● Your task: Pull from the data below each line where the word "shared" occurs, and copy it.

Collected data entries

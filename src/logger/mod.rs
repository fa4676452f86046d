//! Logger module
//!
//! Server lifecycle logging, access logging and error logging, writing to
//! stdout/stderr or to files configured at startup.

mod format;
pub mod writer;

pub use format::AccessLogEntry;

use crate::config::Config;
use crate::routing::registry::RouteRegistry;
use std::net::SocketAddr;

/// Initialize the logger with configuration
///
/// Should be called once at application startup.
pub fn init(config: &Config) -> std::io::Result<()> {
    writer::init(
        config.logging.access_log_file.as_deref(),
        config.logging.error_log_file.as_deref(),
    )
}

/// Write to info/access log
fn write_info(message: &str) {
    if writer::is_initialized() {
        writer::get().write_info(message);
    } else {
        println!("{message}");
    }
}

/// Write to error log
fn write_error(message: &str) {
    if writer::is_initialized() {
        writer::get().write_error(message);
    } else {
        eprintln!("{message}");
    }
}

/// Write to access log specifically
fn write_access(message: &str) {
    if writer::is_initialized() {
        writer::get().write_access(message);
    } else {
        println!("{message}");
    }
}

pub fn log_server_start(addr: &SocketAddr, config: &Config, registry: &RouteRegistry) {
    write_info("======================================");
    write_info("Server started successfully");
    write_info(&format!("Listening on: http://{addr}"));
    write_info(&format!("Log level: {}", config.logging.level));
    write_info(&format!("Worker pool size: {}", config.server.workers));
    write_info(&format!(
        "Document root: {}",
        config.routing.document_root
    ));
    write_info(&format!(
        "Dynamic prefix: {}",
        config.routing.dynamic_prefix
    ));
    for (path, controller) in registry.entries() {
        write_info(&format!("Registered route: {path} ({controller})"));
    }
    if let Some(ref path) = config.logging.access_log_file {
        write_info(&format!("Access log: {path}"));
    }
    if let Some(ref path) = config.logging.error_log_file {
        write_info(&format!("Error log: {path}"));
    }
    write_info("======================================\n");
}

pub fn log_error(message: &str) {
    write_error(&format!("[ERROR] {message}"));
}

pub fn log_warning(message: &str) {
    write_error(&format!("[WARN] {message}"));
}

pub fn log_dispatch_failure(path: &str, message: &str) {
    write_error(&format!("[ERROR] Dispatch failed for {path}: {message}"));
}

/// Log formatted access log entry
pub fn log_access(entry: &AccessLogEntry, format: &str) {
    write_access(&entry.format(format));
}
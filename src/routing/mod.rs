//! Routing module
//!
//! The request dispatch core:
//! - query-string parsing into key/value pairs
//! - the route registry populated from controller route tables
//! - binding of query parameters to typed handler arguments
//! - the dispatcher that ties lookup, binding and invocation together

pub mod binder;
pub mod dispatcher;
pub mod query;
pub mod registry;

// Re-export commonly used types
pub use binder::{BindError, ParamSpec, ParamType, Value};
pub use dispatcher::{DispatchError, Dispatcher};
pub use query::{parse_target, QueryParams};
pub use registry::{Controller, HandlerError, HandlerFn, HandlerResult, RouteDef, RouteRegistry};
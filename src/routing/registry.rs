//! Route registry module
//!
//! Maps exact URL paths to handler descriptors. Controllers declare their
//! routes through an explicit table rather than runtime introspection: each
//! controller exposes a list of (path, parameter specs, handler closure)
//! entries, built once when the controller is registered.
//!
//! The registry is populated entirely before the server starts accepting,
//! so concurrent lookups during serving need no locking.

use std::collections::HashMap;
use std::sync::Arc;

use thiserror::Error;

use super::binder::{ParamSpec, Value};

/// Failure raised by a handler body. Mapped to an internal error by the
/// dispatcher.
#[derive(Debug, Error)]
#[error("{0}")]
pub struct HandlerError(pub String);

impl From<&str> for HandlerError {
    fn from(msg: &str) -> Self {
        Self(msg.to_owned())
    }
}

impl From<String> for HandlerError {
    fn from(msg: String) -> Self {
        Self(msg)
    }
}

pub type HandlerResult = Result<String, HandlerError>;

/// A registered handler callable. Receives the bound arguments in
/// declaration order and returns the response body.
pub type HandlerFn = Arc<dyn Fn(&[Value]) -> HandlerResult + Send + Sync>;

/// One route table entry as declared by a controller.
pub struct RouteDef {
    pub path: &'static str,
    pub params: Vec<ParamSpec>,
    pub handler: HandlerFn,
}

/// Registry entry combining a handler callable with its parameter specs
/// and the name of the controller that declared it.
pub struct HandlerDescriptor {
    pub controller: &'static str,
    pub params: Vec<ParamSpec>,
    pub handler: HandlerFn,
}

/// A controller owns a set of GET routes. Exactly one instance is created
/// per registration and shared by all concurrent requests through the
/// handler closures, so implementations must be stateless or internally
/// synchronized.
pub trait Controller: Send + Sync + 'static {
    fn name(&self) -> &'static str;

    /// Declarative route table. Handler closures capture clones of the
    /// shared controller instance.
    fn routes(self: Arc<Self>) -> Vec<RouteDef>;
}

/// Mapping from exact path to handler descriptor. Exact string equality
/// only; no patterns, no path parameters.
#[derive(Default)]
pub struct RouteRegistry {
    routes: HashMap<String, HandlerDescriptor>,
}

impl RouteRegistry {
    #[must_use]
    pub fn new() -> Self {
        Self::default()
    }

    /// Instantiate the controller once and insert every route it declares.
    /// A duplicate path silently replaces the earlier registration.
    pub fn register<C: Controller>(&mut self, controller: C) {
        let controller = Arc::new(controller);
        let name = controller.name();
        for def in Arc::clone(&controller).routes() {
            self.routes.insert(
                def.path.to_owned(),
                HandlerDescriptor {
                    controller: name,
                    params: def.params,
                    handler: def.handler,
                },
            );
        }
    }

    #[must_use]
    pub fn lookup(&self, path: &str) -> Option<&HandlerDescriptor> {
        self.routes.get(path)
    }

    #[must_use]
    pub fn len(&self) -> usize {
        self.routes.len()
    }

    #[must_use]
    pub fn is_empty(&self) -> bool {
        self.routes.is_empty()
    }

    /// Registered paths with their controller names, for startup logging.
    pub fn entries(&self) -> impl Iterator<Item = (&str, &'static str)> {
        self.routes
            .iter()
            .map(|(path, desc)| (path.as_str(), desc.controller))
    }
}

#[cfg(test)]
mod tests {
    use super::*;

    struct TestController {
        routes: Vec<(&'static str, &'static str)>,
    }

    impl Controller for TestController {
        fn name(&self) -> &'static str {
            "TestController"
        }

        fn routes(self: Arc<Self>) -> Vec<RouteDef> {
            self.routes
                .iter()
                .copied()
                .map(|(path, reply)| RouteDef {
                    path,
                    params: vec![],
                    handler: {
                        let reply = reply.to_owned();
                        Arc::new(move |_| Ok(reply.clone()))
                    },
                })
                .collect()
        }
    }

    #[test]
    fn test_lookup_registered_paths() {
        let mut registry = RouteRegistry::new();
        registry.register(TestController {
            routes: vec![("/app/a", "a"), ("/app/b", "b")],
        });

        assert_eq!(registry.len(), 2);
        let desc = registry.lookup("/app/a").unwrap();
        assert_eq!(desc.controller, "TestController");
        assert_eq!((desc.handler)(&[]).unwrap(), "a");
        assert!(registry.lookup("/app/b").is_some());
    }

    #[test]
    fn test_lookup_unregistered_path() {
        let mut registry = RouteRegistry::new();
        registry.register(TestController {
            routes: vec![("/app/a", "a")],
        });

        assert!(registry.lookup("/app/missing").is_none());
        assert!(registry.lookup("/app/a/").is_none()); // exact match only
    }

    #[test]
    fn test_duplicate_registration_last_wins() {
        let mut registry = RouteRegistry::new();
        registry.register(TestController {
            routes: vec![("/app/a", "first")],
        });
        registry.register(TestController {
            routes: vec![("/app/a", "second")],
        });

        assert_eq!(registry.len(), 1);
        let desc = registry.lookup("/app/a").unwrap();
        assert_eq!((desc.handler)(&[]).unwrap(), "second");
    }
}
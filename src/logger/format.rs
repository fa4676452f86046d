//! Access log format module
//!
//! Supports the Common Log Format and custom patterns with variable
//! substitution. Headers are never parsed on the request path, so referer
//! and user-agent fields are not available.

use chrono::Local;

/// Access log entry containing request/response information
#[derive(Debug, Clone)]
pub struct AccessLogEntry {
    /// Client IP address
    pub remote_addr: String,
    /// Request timestamp
    pub time: chrono::DateTime<Local>,
    /// HTTP method
    pub method: String,
    /// Raw request target, including any query string
    pub target: String,
    /// Response status code
    pub status: u16,
    /// Response body size in bytes
    pub body_bytes: usize,
    /// Request processing time in microseconds
    pub request_time_us: u64,
}

impl AccessLogEntry {
    /// Create a new access log entry with current timestamp
    pub fn new(remote_addr: String, method: String, target: String) -> Self {
        Self {
            remote_addr,
            time: Local::now(),
            method,
            target,
            status: 200,
            body_bytes: 0,
            request_time_us: 0,
        }
    }

    /// Format the log entry according to the specified format
    pub fn format(&self, format: &str) -> String {
        match format {
            "common" => self.format_common(),
            custom => self.format_custom(custom),
        }
    }

    /// Common Log Format (CLF)
    /// `$remote_addr - - [$time_local] "$request" $status $body_bytes_sent`
    fn format_common(&self) -> String {
        format!(
            "{} - - [{}] \"{} {} HTTP/1.1\" {} {}",
            self.remote_addr,
            self.time.format("%d/%b/%Y:%H:%M:%S %z"),
            self.method,
            self.target,
            self.status,
            self.body_bytes,
        )
    }

    /// Custom format with variable substitution
    ///
    /// Supported variables:
    /// - `$remote_addr` - Client IP address
    /// - `$time_local` - Local time in Common Log Format
    /// - `$time_iso8601` - ISO 8601 timestamp
    /// - `$request_method` - HTTP method
    /// - `$request_uri` - Request target with query string
    /// - `$request_time` - Processing time in seconds (3 decimal places)
    /// - `$status` - Response status code
    /// - `$body_bytes_sent` - Response body size
    fn format_custom(&self, pattern: &str) -> String {
        let mut result = pattern.to_string();

        result = result.replace("$remote_addr", &self.remote_addr);
        result = result.replace(
            "$time_local",
            &self.time.format("%d/%b/%Y:%H:%M:%S %z").to_string(),
        );
        result = result.replace("$time_iso8601", &self.time.to_rfc3339());
        // $request_time must be replaced before $request_method would
        // otherwise partially match; longer variables first
        #[allow(clippy::cast_precision_loss)]
        let request_time = self.request_time_us as f64 / 1_000_000.0;
        result = result.replace("$request_time", &format!("{request_time:.3}"));
        result = result.replace("$request_method", &self.method);
        result = result.replace("$request_uri", &self.target);
        result = result.replace("$status", &self.status.to_string());
        result = result.replace("$body_bytes_sent", &self.body_bytes.to_string());

        result
    }
}

#[cfg(test)]
mod tests {
    use super::*;

    fn create_test_entry() -> AccessLogEntry {
        let mut entry = AccessLogEntry::new(
            "192.168.1.1".to_string(),
            "GET".to_string(),
            "/app/hello?name=John".to_string(),
        );
        entry.status = 200;
        entry.body_bytes = 42;
        entry.request_time_us = 1500;
        entry
    }

    #[test]
    fn test_format_common() {
        let entry = create_test_entry();
        let log = entry.format("common");
        assert!(log.contains("192.168.1.1"));
        assert!(log.contains("GET /app/hello?name=John HTTP/1.1"));
        assert!(log.contains("200 42"));
    }

    #[test]
    fn test_format_custom() {
        let entry = create_test_entry();
        let log = entry.format("$remote_addr $request_method $request_uri -> $status ($request_time)");
        assert!(log.contains("192.168.1.1 GET /app/hello?name=John -> 200"));
        // 1500us = 0.0015s, rounded to 3 decimal places
        assert!(log.contains("0.00"), "got: {log}");
    }
}
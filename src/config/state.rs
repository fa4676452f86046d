// Application state module
// Read-only runtime state shared by every connection

use std::sync::atomic::AtomicBool;

use super::types::Config;
use crate::routing::dispatcher::Dispatcher;

/// Application state. Built once before the server starts accepting and
/// never mutated afterwards, so concurrent reads need no locking.
pub struct AppState {
    pub config: Config,
    pub dispatcher: Dispatcher,

    // Cached config value for fast access on the request path
    pub cached_access_log: AtomicBool,
}

impl AppState {
    pub fn new(config: Config, dispatcher: Dispatcher) -> Self {
        let cached_access_log = AtomicBool::new(config.logging.access_log);
        Self {
            config,
            dispatcher,
            cached_access_log,
        }
    }
}
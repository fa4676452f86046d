//! Parameter binding module
//!
//! Resolves a handler's declared parameters against the request's query
//! parameters, substituting defaults for absent keys and coercing the
//! resulting strings to the declared target types.
//!
//! Coercion policy: numeric types are strict (a malformed supplied value is
//! a binding error, never silently replaced by the default), while bool is
//! lenient: case-insensitive `"true"` parses to `true` and anything else
//! to `false`. The asymmetry is intentional and kept as a named policy
//! (`LenientBoolCoercion`).

use thiserror::Error;

use super::query::QueryParams;

/// Target type a query parameter is coerced to before handler invocation.
#[derive(Debug, Clone, Copy, PartialEq, Eq)]
pub enum ParamType {
    String,
    Int,
    Double,
    Bool,
}

impl ParamType {
    const fn expected(self) -> &'static str {
        match self {
            Self::String => "string",
            Self::Int => "integer",
            Self::Double => "double",
            Self::Bool => "bool",
        }
    }
}

/// Declared parameter of a handler: bind name, default value and target
/// type. Created at registration time and immutable thereafter.
#[derive(Debug, Clone)]
pub struct ParamSpec {
    pub name: &'static str,
    pub default: &'static str,
    pub ty: ParamType,
}

impl ParamSpec {
    pub const fn string(name: &'static str, default: &'static str) -> Self {
        Self {
            name,
            default,
            ty: ParamType::String,
        }
    }

    pub const fn int(name: &'static str, default: &'static str) -> Self {
        Self {
            name,
            default,
            ty: ParamType::Int,
        }
    }

    pub const fn double(name: &'static str, default: &'static str) -> Self {
        Self {
            name,
            default,
            ty: ParamType::Double,
        }
    }

    pub const fn boolean(name: &'static str, default: &'static str) -> Self {
        Self {
            name,
            default,
            ty: ParamType::Bool,
        }
    }
}

/// A bound argument value handed to a handler.
#[derive(Debug, Clone, PartialEq)]
pub enum Value {
    Str(String),
    Int(i64),
    Double(f64),
    Bool(bool),
}

impl Value {
    pub fn as_str(&self) -> Option<&str> {
        match self {
            Self::Str(s) => Some(s),
            _ => None,
        }
    }

    pub const fn as_int(&self) -> Option<i64> {
        match self {
            Self::Int(v) => Some(*v),
            _ => None,
        }
    }

    pub const fn as_double(&self) -> Option<f64> {
        match self {
            Self::Double(v) => Some(*v),
            _ => None,
        }
    }

    pub const fn as_bool(&self) -> Option<bool> {
        match self {
            Self::Bool(v) => Some(*v),
            _ => None,
        }
    }
}

/// Numeric coercion failure for a parameter. Carries the offending
/// parameter name so the dispatcher can report it distinctly from
/// "route not found".
#[derive(Debug, Error, Clone, PartialEq, Eq)]
#[error("invalid value `{value}` for parameter `{name}`: expected {expected}")]
pub struct BindError {
    pub name: String,
    pub value: String,
    pub expected: &'static str,
}

/// Produce an ordered argument list for the given parameter specs, one
/// entry per spec in declaration order. Absent keys fall back to the
/// spec's default before coercion.
pub fn bind(specs: &[ParamSpec], params: &QueryParams) -> Result<Vec<Value>, BindError> {
    specs
        .iter()
        .map(|spec| {
            let raw = params
                .get(spec.name)
                .map_or(spec.default, String::as_str);
            coerce(spec, raw)
        })
        .collect()
}

fn coerce(spec: &ParamSpec, raw: &str) -> Result<Value, BindError> {
    match spec.ty {
        ParamType::String => Ok(Value::Str(raw.to_owned())),
        ParamType::Int => raw
            .parse::<i64>()
            .map(Value::Int)
            .map_err(|_| bind_error(spec, raw)),
        ParamType::Double => raw
            .parse::<f64>()
            .map(Value::Double)
            .map_err(|_| bind_error(spec, raw)),
        // LenientBoolCoercion: unrecognized text is false, never an error
        ParamType::Bool => Ok(Value::Bool(raw.eq_ignore_ascii_case("true"))),
    }
}

fn bind_error(spec: &ParamSpec, raw: &str) -> BindError {
    BindError {
        name: spec.name.to_owned(),
        value: raw.to_owned(),
        expected: spec.ty.expected(),
    }
}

● Solved exercise:
/// per registration and shared by all concurrent requests through the
    /// shared controller instance.
// Read-only runtime state shared by every connection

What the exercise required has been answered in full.